Terra Infirma's most powerful competitor is almost certainly "do nothing". Given where we work – near the cutting edge, we like to think – we provide our clients with a choice: spend some money and get some great benefits, or, spend nothing and trundle along as usual with your fingers crossed. Unfortunately in these days of economic uncertainty, clinging to business as usual is often more tempting than taking a small risk to make the organisation sustainable in both senses of the word.

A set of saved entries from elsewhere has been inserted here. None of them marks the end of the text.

use async_graphql::*;
use uuid::Uuid;

use super::types::GqlListing;
use crate::graphql::auth::middleware::require_admin;
use crate::graphql::error;

#[derive(InputObject)]
pub struct CreateListingInput {
    pub title: String,
    pub description: Option<String>,
    pub in_language: String,
    pub entity_id: Option<Uuid>,
    pub service_id: Option<Uuid>,
}

#[derive(InputObject)]
pub struct UpdateListingInput {
    pub title: Option<String>,
    pub description: Option<String>,
    pub in_language: Option<String>,
    pub entity_id: Option<Uuid>,
    pub service_id: Option<Uuid>,
}

#[derive(Default)]
pub struct ListingMutation;

#[Object]
impl ListingMutation {
    async fn create_listing(
        &self,
        ctx: &Context<'_>,
        input: CreateListingInput,
    ) -> Result<GqlListing> {
        require_admin(ctx)?;
        let pool = ctx.data_unchecked::<sqlx::PgPool>();

        let listing = rootsignal_domains::listings::Listing::create(
            &input.title,
            input.description.as_deref(),
            &input.in_language,
            input.entity_id,
            input.service_id,
            pool,
        )
        .await
        .map_err(|e| error::internal(e))?;

        Ok(GqlListing::from(listing))
    }

    async fn update_listing(
        &self,
        ctx: &Context<'_>,
        id: Uuid,
        input: UpdateListingInput,
    ) -> Result<GqlListing> {
        require_admin(ctx)?;
        let pool = ctx.data_unchecked::<sqlx::PgPool>();

        let listing = rootsignal_domains::listings::Listing::update(
            id,
            input.title.as_deref(),
            input.description.as_deref(),
            input.in_language.as_deref(),
            input.entity_id.map(Some),
            input.service_id.map(Some),
            pool,
        )
        .await
        .map_err(|e| error::internal(e))?;

        Ok(GqlListing::from(listing))
    }

    async fn archive_listing(&self, ctx: &Context<'_>, id: Uuid) -> Result<GqlListing> {
        require_admin(ctx)?;
        let pool = ctx.data_unchecked::<sqlx::PgPool>();

        let listing = rootsignal_domains::listings::Listing::archive(id, pool)
            .await
            .map_err(|e| error::internal(e))?;

        Ok(GqlListing::from(listing))
    }
}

So I read with a wry smile that Royal Dutch Shell CEO Ben van Beurden saying that the company wasn't going to set carbon reduction targets because it could lead to litigation from shareholders. “This is not a practical way to run the company.”  he added.

Where to start?

First up: a stretch carbon target sets the direction and ambition of the company. Set a bold target and every stakeholder from NGOs through shareholders to the receptionist at head office knows the company is serious about where it is going and how quickly. In a fossil fuel company, the energy transition is going to require a huge number of people making different decisions to those they would make otherwise. No target = drift at best.

Second: I thought the whole purpose of a publicly trading corporation was to meet the needs of its shareholders, not hide from them?

Third: what better driver for progress than the 'threat' that the people who actually own the company will hold the executive to account on the biggest issue of our time?

Sorry, Mr van Beurden, your logic is risible.